The result is only a starting estimate. Real maintenance intake can differ because wearable calorie estimates, food tracking, adaptive metabolism, and daily activity vary.
Calculates Mifflin-St Jeor resting energy needs, then multiplies by a selected activity factor. This is a planning estimate, not an individualized metabolic test.
Activated — calorie maintenance estimate
Educational estimate only; not a diagnosis, prescription, or treatment plan.
Formula and method
TDEE = Mifflin-St Jeor resting energy estimate × activity factor. Activity factors are broad categories, so the result should be adjusted using weight trend, symptoms, and clinician or dietitian guidance when relevant.
Limitations and when not to rely on this result
- Educational estimate only; not a diagnosis, prescription, or treatment plan.
- Result depends on accurate inputs and may not apply to complex medical situations.
- Use clinician judgment, local guidance, and urgent care pathways when symptoms are severe.

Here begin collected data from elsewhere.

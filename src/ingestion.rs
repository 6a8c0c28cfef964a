use crate::error::{DashboardSeriesError, Result};
use crate::schema::Record;
use crate::utils::{validate_month, validate_year};
use log::warn;
use serde::Deserialize;
use std::io::Read;

/// Either a bare array of records or page props carrying them under `data`.
#[derive(Debug, Deserialize)]
#[serde(untagged)]
enum RecordPayload {
    Bare(Vec<Record>),
    PageProps { data: Vec<Record> },
}

impl RecordPayload {
    fn into_records(self) -> Vec<Record> {
        match self {
            RecordPayload::Bare(records) => records,
            RecordPayload::PageProps { data } => data,
        }
    }
}

pub fn records_from_json(json: &str) -> Result<Vec<Record>> {
    let payload: RecordPayload = serde_json::from_str(json)?;
    Ok(payload.into_records())
}

pub fn records_from_reader<R: Read>(reader: R) -> Result<Vec<Record>> {
    let payload: RecordPayload = serde_json::from_reader(reader)?;
    Ok(payload.into_records())
}

/// Rejects records whose month is outside 1..=12 or whose year is outside 1..=9999. Records missing `target` or `actual`
/// pass; they are summed as zero.
pub fn validate_records(records: &[Record]) -> Result<()> {
    let mut missing = 0usize;

    for (index, record) in records.iter().enumerate() {
        validate_month(record.month)
            .and_then(|_| validate_year(record.year))
            .map_err(|e| DashboardSeriesError::InvalidRecord {
                index,
                details: e.to_string(),
            })?;

        if record.target.is_none() || record.actual.is_none() {
            missing += 1;
        }
    }

    if missing > 0 {
        warn!(
            "{} record(s) are missing target or actual; treating the gaps as 0",
            missing
        );
    }

    Ok(())
}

Frequently asked questions
What does TDEE mean? +
TDEE stands for total daily energy expenditure: the approximate calories your body uses in a day including resting needs and activity.
Why is my TDEE only an estimate? +
Activity factors are broad and cannot capture every difference in movement, training, food absorption, body composition, illness, and metabolic adaptation.
Can I use this for weight loss? +
It can provide a starting point, but aggressive deficits can be unsafe. People who are pregnant, underweight, medically complex, or have eating-disorder history should seek professional guidance.
What activity factor should I choose? +
Choose the closest average week, including job movement and exercise. If unsure, choose a lower factor and adjust based on weight trend.
Is TDEE the same every day? +
No. It changes with exercise, steps, sleep, illness, training load, and body weight changes.